According to the film's director, Alex Kendrick, 50 people in one theater accepted Christ after seeing the film, calling it "one of many, many stories" of people affected by the film.

===Critical response===
On Rotten Tomatoes, the film holds an approval rating of 59% based on reviews from 17 critics and an average rating of . On Metacritic the film has a weighted average score of 17 out of 100, based on 5 critics, indicating "overwhelming dislike". Audiences polled by CinemaScore gave the film a rare average grade of "A+" on an A+ to F scale. While Deadline Hollywood noted it had become "standard" for faith-based films, Kendrick became just the second director (after Rob Reiner) to have three different films earn the score.

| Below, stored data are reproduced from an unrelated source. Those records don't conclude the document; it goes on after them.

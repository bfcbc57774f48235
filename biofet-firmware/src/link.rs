//! Command link transmitter with response logging

use biofet_hal::uart::UartTx;
use biofet_protocol::Response;
use defmt::*;

/// Logs every response line before sending it
pub struct LoggedLink<T> {
    inner: T,
}

impl<T: UartTx> LoggedLink<T> {
    pub fn new(inner: T) -> Self {
        Self { inner }
    }
}

impl<T: UartTx> UartTx for LoggedLink<T> {
    type Error = T::Error;

    fn write_blocking(&mut self, data: &[u8]) -> Result<(), Self::Error> {
        self.inner.write_blocking(data)
    }

    fn flush(&mut self) -> Result<(), Self::Error> {
        self.inner.flush()
    }

    fn write_line(&mut self, line: &str) -> Result<(), Self::Error> {
        match Response::from_line(line) {
            Some(Response::Error(code)) => warn!("{}", code.as_str()),
            Some(Response::TestComplete) => info!("Run complete"),
            _ => trace!("> {}", line),
        }
        self.inner.write_line(line)
    }
}
//! GPIO pin abstractions
//!
//! Digital outputs drive device select lines; the single digital input the
//! controller reads is the boot-mode strap sampled once at startup.

/// Digital output pin
pub trait OutputPin {
    /// Set the pin high (logic 1)
    fn set_high(&mut self);

    /// Set the pin low (logic 0)
    fn set_low(&mut self);
}

/// Digital input pin
pub trait InputPin {
    /// Check if the pin reads high (logic 1)
    fn is_high(&self) -> bool;
}

/// Input sampled once at boot to decide whether a run starts on its own
pub struct BootModeInput<P> {
    pin: P,
    active_high: bool,
}

impl<P: InputPin> BootModeInput<P> {
    /// Wrap a strap input; `active_high` selects which level means auto-start
    pub fn new(pin: P, active_high: bool) -> Self {
        Self { pin, active_high }
    }

    /// Sample the strap and release the pin
    pub fn auto_start(self) -> bool {
        self.pin.is_high() == self.active_high
    }
}
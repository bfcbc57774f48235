//! STM32F4-specific HAL for the BioFET firmware
//!
//! This crate adapts embassy-stm32 peripherals to the `biofet-hal` traits
//! so the board-agnostic drivers and controller can run on them:
//!
//! - STM32F401RE (Nucleo-F401RE bench board)
//! - STM32F411RE
//!
//! # Features
//!
//! - `stm32f401re` / `stm32f411re` - Select the chip
//! - `defmt` - Enable debug formatting support
//!
//! # Usage
//!
//! The firmware brings up the peripherals with embassy-stm32 directly,
//! then wraps them:
//!
//! - [`spi::BlockingSpi`] around a blocking `Spi` for the flash bus
//! - [`gpio::OutputLine`] / [`gpio::InputLine`] around `Output` / `Input`
//! - [`uart::SerialTx`] around the transmit half of the command UART
//!
//! [`spi::spi_config`] and [`uart::uart_config`] translate the
//! board-agnostic configs into embassy ones.

#![no_std]
#![deny(unsafe_code)]

pub mod gpio;
pub mod spi;
pub mod uart;

pub use gpio::{InputLine, OutputLine};
pub use spi::{spi_config, BlockingSpi, SpiBusError};
pub use uart::{uart_config, SerialTx, UartBusError};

Tara McNamara of Common Sense Media rated Overcomer 4 out of 5 stars, writing that "Kendrick's work improves with every film, and he deserves his seat at the head of the faith-based film table." She does criticize the movie's "racial stereotypes", however, and doubts the necessity of Alex Kendrick's character. Kimber Myers of The Los Angeles Times gave the film a mixed review, saying the script "focuses more on tugging at the heartstrings instead of developing characters," but praising its "emotionally effective conclusion that might persuade even the cynics to its cause." Carlos Aguilar of TheWrap wrote "Sports-Centric Faith-Based Drama Preaches, Repetitively, to the Choir," saying that "The writing, the acting, even the lighting fails to turn the thudding messaging into something resembling cinematic entertainment."

== Accolades ==
Overcomer earned the Epiphany Prize® for Inspiring Movies at the 2020 MovieGuide Awards. Lead actress Aryn Wright-Thompson was also presented with the Grace Award.